Garantir o direito a um quarto individual em qualquer maternidade do país às gestantes que optarem pelo parto normal é “plenamente possível”, mesmo com a realidade heterogênea da saúde pública brasileira. A avaliação é da professora do Departamento de Saúde Materno-Infantil da Universidade de São Paulo (USP) e diretora do Centro de Saúde Escola, Ana Cristina D’Andreta Tanaka.
A partir de dezembro, as gestantes que optarem pelo parto normal terão direito a um quarto específico para o procedimento, com leito e banheiro, em todas as maternidades do país. A medida faz parte de um conjunto de normas para maternidades lançado terça-feira (22) pelo Ministério da Saúde, em parceria com a Agência Nacional de Vigilância Sanitária (Anvisa), e vale para as redes pública e privada. Para a professora, implementar a medida é apenas uma questão de planejamento.
Em entrevista ao programa Notícias da Manhã, da Rádio Nacional, Ana Cristina lembrou que já existe uma lei que prevê a garantia da presença de um acompanhante caso seja solicitado pela gestante e, por isso, algumas maternidades não utilizam mais enfermarias de oito ou dez leitos para o procedimento de parto normal, mas uma sala com, no máximo, dois leitos.
“Se você já tem quartos disponíveis nessa dimensão, é muito fácil readaptar o seu serviço para unidades com um quarto só.
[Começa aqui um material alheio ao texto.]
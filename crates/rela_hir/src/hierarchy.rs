//! Signature hierarchy: parents, topological order and types

use crate::hir::ModuleSet;
use rela_ast::{Error, Result, SigId};
use rela_types::{BasicType, Type};
use std::collections::HashMap;

/// Resolve every signature's parents, sort the hierarchy so parents
/// precede children, record extension children and assign types.
pub fn resolve_hierarchy(set: &mut ModuleSet) -> Result<Vec<SigId>> {
    let sigs = set.live_sigs();
    for &sig in &sigs {
        resolve_parents(set, sig)?;
    }

    let mut state = HashMap::with_capacity(sigs.len());
    let mut order = Vec::with_capacity(sigs.len());
    for &sig in &sigs {
        if !state.contains_key(&sig) {
            visit(set, sig, &mut state, &mut order)?;
        }
    }

    for &sig in &order {
        if let Some(parent) = set.sig(sig).parent() {
            set.sig_mut(parent).subs.push(sig);
        }
    }

    for &sig in &order {
        assign_type(set, sig)?;
    }
    Ok(order)
}

fn resolve_parents(set: &mut ModuleSet, id: SigId) -> Result<()> {
    let sig = set.sig(id);
    let Some(unit) = sig.unit else {
        return Ok(());
    };
    if sig.extends.is_some() && sig.is_subset() {
        return Err(Error::syntax(
            &sig.pos,
            format!(
                "The signature \"{}\" cannot both extend a signature and be a subset of signatures",
                sig.full_name()
            ),
        ));
    }

    let mut parent = Some(SigId::UNIV);
    if let Some(name) = &sig.extends {
        let found = lookup_parent(set, id, unit, name)?;
        if set.sig(found).is_subset() {
            return Err(Error::syntax(
                &sig.pos,
                format!(
                    "The signature \"{}\" cannot extend the subset signature \"{}\"",
                    sig.full_name(),
                    set.sig_name(found)
                ),
            ));
        }
        parent = Some(found);
    }

    let mut sups = Vec::with_capacity(sig.subset_of.len());
    for name in &sig.subset_of {
        let found = lookup_parent(set, id, unit, name)?;
        if !sups.contains(&found) {
            sups.push(found);
        }
    }
    if sig.is_subset() {
        parent = None;
    }
    set.sig_mut(id).set_parents(parent, sups)
}

fn lookup_parent(set: &ModuleSet, id: SigId, unit: rela_ast::UnitId, name: &str) -> Result<SigId> {
    let sig = set.sig(id);
    let found = match set.lookup_sig_or_param(unit, name).as_slice() {
        [] => {
            return Err(Error::syntax(
                &sig.pos,
                format!(
                    "The parent signature \"{}\" of \"{}\" cannot be found",
                    name,
                    sig.full_name()
                ),
            ));
        }
        [single] => *single,
        _ => {
            return Err(Error::syntax(
                &sig.pos,
                format!(
                    "The parent signature \"{}\" of \"{}\" is ambiguous",
                    name,
                    sig.full_name()
                ),
            ));
        }
    };
    if found == SigId::NONE {
        return Err(Error::syntax(
            &sig.pos,
            format!("The signature \"{}\" cannot have \"none\" as a parent", sig.full_name()),
        ));
    }
    Ok(found)
}

#[derive(Clone, Copy, PartialEq, Eq)]
enum VisitState {
    Visiting,
    Visited,
}

fn visit(
    set: &ModuleSet,
    sig: SigId,
    state: &mut HashMap<SigId, VisitState>,
    order: &mut Vec<SigId>,
) -> Result<()> {
    state.insert(sig, VisitState::Visiting);
    let s = set.sig(sig);
    let deps = s.parent().into_iter().chain(s.sups().iter().copied());
    for dep in deps.filter(|d| !d.is_builtin()) {
        match state.get(&dep) {
            None => visit(set, dep, state, order)?,
            Some(VisitState::Visiting) => {
                let cyclic = set.sig(dep);
                return Err(Error::syntax(
                    &cyclic.pos,
                    format!(
                        "Circular extension detected, involving the signature named \"{}\"",
                        cyclic.full_name()
                    ),
                ));
            }
            Some(VisitState::Visited) => {}
        }
    }
    state.insert(sig, VisitState::Visited);
    order.push(sig);
    Ok(())
}

fn assign_type(set: &mut ModuleSet, id: SigId) -> Result<()> {
    let sig = set.sig(id);
    let (ty, basic) = if sig.is_subset() {
        let mut ty = Type::empty();
        for &sup in sig.sups() {
            if let Some(sup_ty) = set.sig(sup).ty() {
                ty = ty.union(sup_ty);
            }
        }
        (ty, None)
    } else {
        let parent = sig.parent().unwrap_or(SigId::UNIV);
        let Some(parent_basic) = set.sig(parent).basic() else {
            return Err(Error::internal(
                &sig.pos,
                format!("The parent of \"{}\" has no basic type", sig.full_name()),
            ));
        };
        let basic = BasicType::new(id.0, sig.full_name(), parent_basic);
        (Type::unary(basic.clone()), Some(basic))
    };
    set.sig_mut(id).set_type(ty, basic)
}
Nossa queda de natalidade foi muito grande, estamos com 1,8 filho por mulher, isso quer dizer que a gente deve ter leito de obstetrícia sobrando. Tem hospitais que estão fechando áreas de maternidade. É plenamente possível ter um quarto por mulher porque você já não tem mais tanta mulher tendo bebê”, destacou a especialista.
Segundo ela, uma pesquisa realizada pelo Ministério da Saúde mostra que os índices de natalidade apresentaram queda não apenas na zona urbana, mas também nas áreas rurais.
Ao comentar o número de cesarianas realizadas no Brasil, Ana Cristina classificou a situação de “assustadora” e disse que o procedimento é “moda” e “via normal de nascer” para os brasileiros. Segundo ela, cerca de 40% dos partos realizados no Brasil são por cesária e em algumas cidades do interior do país, como no estado de São Paulo, esse tipo de procedimento chega a alcançar índices de até 99%.
Por ano, são registrados cerca de 3 milhões de nascidos vivos no país, sendo que quase 2,1 milhões nascem nas unidades do Sistema Único de Saúde (SUS). Desse total, 1,4 milhão corresponde a partos normais e 670 são cesarianas. A recomendação da Organização Mundial de Saúde (OMS) é que as cirurgias representem apenas 15% dos partos.
Para a professora, o problema é conseqüência de três aspectos: o estímulo dos próprios médicos, a cobrança da população decorrente de mitos e crendices, e o despreparo de equipes de enfermagem para o parto normal.
“Vem, primeiro, do setor médico, que colocou isso na população. Para eles, é um bem de consumo a mais, assim como exigem uma tomografia ou uma ressonância. Em contrapartida, nossa formação na área obstetrícia foi muito boa mas, com o abuso [de procedimentos cirúrgicos], se tornou mais concentrada na cesária do que no parto normal. Tem um problema também de formação do pessoal de enfermagem, que não sabe acompanhar um parto normal, apenas uma cesária, que é muito mais rápida.”